**Exercise brief**
Your task is to quote the listing below exactly, beginning with its first line and ending on the line bearing "the real SDK.".
Segment Open
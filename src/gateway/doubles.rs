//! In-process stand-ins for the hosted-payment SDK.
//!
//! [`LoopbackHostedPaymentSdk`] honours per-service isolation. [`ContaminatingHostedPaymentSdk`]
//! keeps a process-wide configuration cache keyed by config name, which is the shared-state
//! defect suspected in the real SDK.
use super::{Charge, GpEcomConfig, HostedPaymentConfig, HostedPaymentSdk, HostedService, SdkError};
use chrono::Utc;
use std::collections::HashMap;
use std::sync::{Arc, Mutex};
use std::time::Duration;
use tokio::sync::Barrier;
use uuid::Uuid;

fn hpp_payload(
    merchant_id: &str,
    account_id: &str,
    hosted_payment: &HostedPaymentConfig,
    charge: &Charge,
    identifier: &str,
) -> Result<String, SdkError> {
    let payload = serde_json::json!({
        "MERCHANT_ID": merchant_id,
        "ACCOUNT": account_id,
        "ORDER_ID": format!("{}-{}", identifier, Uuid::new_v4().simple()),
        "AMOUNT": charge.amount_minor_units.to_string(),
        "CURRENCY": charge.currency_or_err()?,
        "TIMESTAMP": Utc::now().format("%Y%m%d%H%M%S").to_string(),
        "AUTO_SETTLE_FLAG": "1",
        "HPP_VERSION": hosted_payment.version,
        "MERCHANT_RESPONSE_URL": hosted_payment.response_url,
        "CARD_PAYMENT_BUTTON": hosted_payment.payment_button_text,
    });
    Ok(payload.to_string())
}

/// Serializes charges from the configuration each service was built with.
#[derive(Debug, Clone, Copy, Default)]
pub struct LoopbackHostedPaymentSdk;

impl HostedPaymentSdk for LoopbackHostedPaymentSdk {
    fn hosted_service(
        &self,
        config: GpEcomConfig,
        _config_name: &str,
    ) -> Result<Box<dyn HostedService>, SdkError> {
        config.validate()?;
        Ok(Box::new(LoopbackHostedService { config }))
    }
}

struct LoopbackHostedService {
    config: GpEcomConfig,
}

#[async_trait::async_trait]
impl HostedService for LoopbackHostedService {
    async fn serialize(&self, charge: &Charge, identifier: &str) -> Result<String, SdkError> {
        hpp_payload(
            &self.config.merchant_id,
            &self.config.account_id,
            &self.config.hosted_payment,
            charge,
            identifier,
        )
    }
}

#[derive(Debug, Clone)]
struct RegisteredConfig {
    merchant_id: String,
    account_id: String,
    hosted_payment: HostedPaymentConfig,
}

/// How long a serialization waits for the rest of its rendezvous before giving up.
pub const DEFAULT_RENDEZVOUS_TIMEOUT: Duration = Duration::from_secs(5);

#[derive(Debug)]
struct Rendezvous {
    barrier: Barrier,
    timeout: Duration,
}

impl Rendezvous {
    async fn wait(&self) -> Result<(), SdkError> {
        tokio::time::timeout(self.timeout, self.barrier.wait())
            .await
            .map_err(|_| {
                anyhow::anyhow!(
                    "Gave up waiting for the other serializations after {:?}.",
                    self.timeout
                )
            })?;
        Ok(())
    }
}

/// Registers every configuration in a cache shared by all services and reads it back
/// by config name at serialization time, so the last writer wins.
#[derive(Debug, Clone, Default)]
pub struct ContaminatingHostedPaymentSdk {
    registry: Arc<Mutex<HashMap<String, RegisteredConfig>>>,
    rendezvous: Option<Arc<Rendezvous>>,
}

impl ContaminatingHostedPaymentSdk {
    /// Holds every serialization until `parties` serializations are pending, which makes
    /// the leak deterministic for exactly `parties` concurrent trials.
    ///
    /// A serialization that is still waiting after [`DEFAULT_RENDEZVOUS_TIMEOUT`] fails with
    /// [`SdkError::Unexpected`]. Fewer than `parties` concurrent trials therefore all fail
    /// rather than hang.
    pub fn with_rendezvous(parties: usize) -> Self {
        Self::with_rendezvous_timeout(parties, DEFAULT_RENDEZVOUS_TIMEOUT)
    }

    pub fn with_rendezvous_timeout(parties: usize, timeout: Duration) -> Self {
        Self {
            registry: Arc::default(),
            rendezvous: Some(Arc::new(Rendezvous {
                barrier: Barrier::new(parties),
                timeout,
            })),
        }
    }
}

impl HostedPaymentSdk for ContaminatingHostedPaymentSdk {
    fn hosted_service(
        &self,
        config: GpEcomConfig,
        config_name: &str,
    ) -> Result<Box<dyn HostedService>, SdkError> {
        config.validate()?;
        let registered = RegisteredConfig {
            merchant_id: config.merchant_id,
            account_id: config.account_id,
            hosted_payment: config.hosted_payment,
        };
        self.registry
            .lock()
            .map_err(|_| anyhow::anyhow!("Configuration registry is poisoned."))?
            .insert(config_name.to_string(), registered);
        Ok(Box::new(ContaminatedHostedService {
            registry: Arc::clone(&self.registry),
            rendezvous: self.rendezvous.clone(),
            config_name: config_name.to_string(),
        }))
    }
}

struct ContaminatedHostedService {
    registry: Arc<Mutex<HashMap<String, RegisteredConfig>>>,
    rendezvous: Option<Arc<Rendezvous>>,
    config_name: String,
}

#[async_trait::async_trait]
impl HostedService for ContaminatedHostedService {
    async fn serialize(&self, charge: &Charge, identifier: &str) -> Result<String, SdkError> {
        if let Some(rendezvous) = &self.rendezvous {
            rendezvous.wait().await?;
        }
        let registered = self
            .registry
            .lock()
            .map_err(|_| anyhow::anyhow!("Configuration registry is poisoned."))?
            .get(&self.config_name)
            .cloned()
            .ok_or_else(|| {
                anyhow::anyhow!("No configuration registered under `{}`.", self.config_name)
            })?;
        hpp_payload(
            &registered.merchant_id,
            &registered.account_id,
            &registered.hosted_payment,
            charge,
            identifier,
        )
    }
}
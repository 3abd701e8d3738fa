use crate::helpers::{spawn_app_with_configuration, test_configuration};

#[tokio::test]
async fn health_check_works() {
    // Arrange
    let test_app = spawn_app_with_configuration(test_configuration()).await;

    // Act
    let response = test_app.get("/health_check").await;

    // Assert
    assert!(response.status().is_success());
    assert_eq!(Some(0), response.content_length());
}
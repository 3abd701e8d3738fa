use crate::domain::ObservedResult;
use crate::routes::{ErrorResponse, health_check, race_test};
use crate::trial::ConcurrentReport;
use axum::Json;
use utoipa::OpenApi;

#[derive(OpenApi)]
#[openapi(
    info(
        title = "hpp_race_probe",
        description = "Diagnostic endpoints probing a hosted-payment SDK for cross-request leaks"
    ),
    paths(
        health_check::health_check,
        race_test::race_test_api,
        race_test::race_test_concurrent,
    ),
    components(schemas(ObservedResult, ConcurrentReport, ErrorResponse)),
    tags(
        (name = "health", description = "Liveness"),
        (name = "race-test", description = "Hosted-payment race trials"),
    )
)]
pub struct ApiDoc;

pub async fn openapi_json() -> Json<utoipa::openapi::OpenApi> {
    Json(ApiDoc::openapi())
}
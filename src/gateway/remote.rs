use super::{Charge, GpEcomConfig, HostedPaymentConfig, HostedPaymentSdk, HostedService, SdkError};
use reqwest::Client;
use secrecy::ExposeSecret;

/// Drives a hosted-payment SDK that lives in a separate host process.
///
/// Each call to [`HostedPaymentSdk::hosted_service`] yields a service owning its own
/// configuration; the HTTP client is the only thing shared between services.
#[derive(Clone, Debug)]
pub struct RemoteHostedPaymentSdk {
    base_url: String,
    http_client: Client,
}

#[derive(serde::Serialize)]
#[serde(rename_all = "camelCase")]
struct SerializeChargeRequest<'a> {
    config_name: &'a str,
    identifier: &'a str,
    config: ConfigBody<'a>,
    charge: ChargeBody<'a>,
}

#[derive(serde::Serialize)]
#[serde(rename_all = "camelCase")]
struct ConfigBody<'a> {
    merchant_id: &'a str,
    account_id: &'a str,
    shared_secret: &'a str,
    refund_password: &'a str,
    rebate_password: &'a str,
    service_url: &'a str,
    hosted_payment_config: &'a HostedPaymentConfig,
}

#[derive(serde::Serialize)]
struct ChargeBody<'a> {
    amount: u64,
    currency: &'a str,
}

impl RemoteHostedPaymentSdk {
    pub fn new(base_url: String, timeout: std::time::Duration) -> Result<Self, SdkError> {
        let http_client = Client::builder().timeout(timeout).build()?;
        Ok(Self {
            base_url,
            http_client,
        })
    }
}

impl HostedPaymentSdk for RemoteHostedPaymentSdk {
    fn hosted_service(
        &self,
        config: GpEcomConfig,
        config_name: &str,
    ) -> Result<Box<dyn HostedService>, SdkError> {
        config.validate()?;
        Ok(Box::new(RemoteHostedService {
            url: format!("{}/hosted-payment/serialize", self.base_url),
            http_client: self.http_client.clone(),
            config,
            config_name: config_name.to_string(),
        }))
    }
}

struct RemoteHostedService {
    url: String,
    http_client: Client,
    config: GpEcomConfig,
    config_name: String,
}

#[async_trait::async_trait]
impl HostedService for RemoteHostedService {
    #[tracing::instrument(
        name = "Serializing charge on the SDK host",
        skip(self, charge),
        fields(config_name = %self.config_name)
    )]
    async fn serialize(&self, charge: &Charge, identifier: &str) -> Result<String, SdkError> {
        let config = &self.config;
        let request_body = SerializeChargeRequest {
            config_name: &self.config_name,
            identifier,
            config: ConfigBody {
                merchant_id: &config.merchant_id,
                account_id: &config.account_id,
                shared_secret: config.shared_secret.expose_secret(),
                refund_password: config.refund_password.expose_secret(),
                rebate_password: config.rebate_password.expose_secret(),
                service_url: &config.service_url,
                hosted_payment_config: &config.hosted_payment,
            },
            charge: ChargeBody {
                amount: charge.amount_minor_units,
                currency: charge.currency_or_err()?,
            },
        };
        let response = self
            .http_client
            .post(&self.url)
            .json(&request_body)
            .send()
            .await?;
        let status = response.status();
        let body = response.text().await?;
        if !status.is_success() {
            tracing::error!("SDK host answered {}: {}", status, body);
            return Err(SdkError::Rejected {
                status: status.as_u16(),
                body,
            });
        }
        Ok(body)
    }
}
Segment Closed
**Exercise answer**
filename src/gateway/doubles.rs
//! In-process stand-ins for the hosted-payment SDK.
//!
//! [`LoopbackHostedPaymentSdk`] honours per-service isolation. [`ContaminatingHostedPaymentSdk`]
//! keeps a process-wide configuration cache keyed by config name, which is the shared-state
//! defect suspected in the real SDK.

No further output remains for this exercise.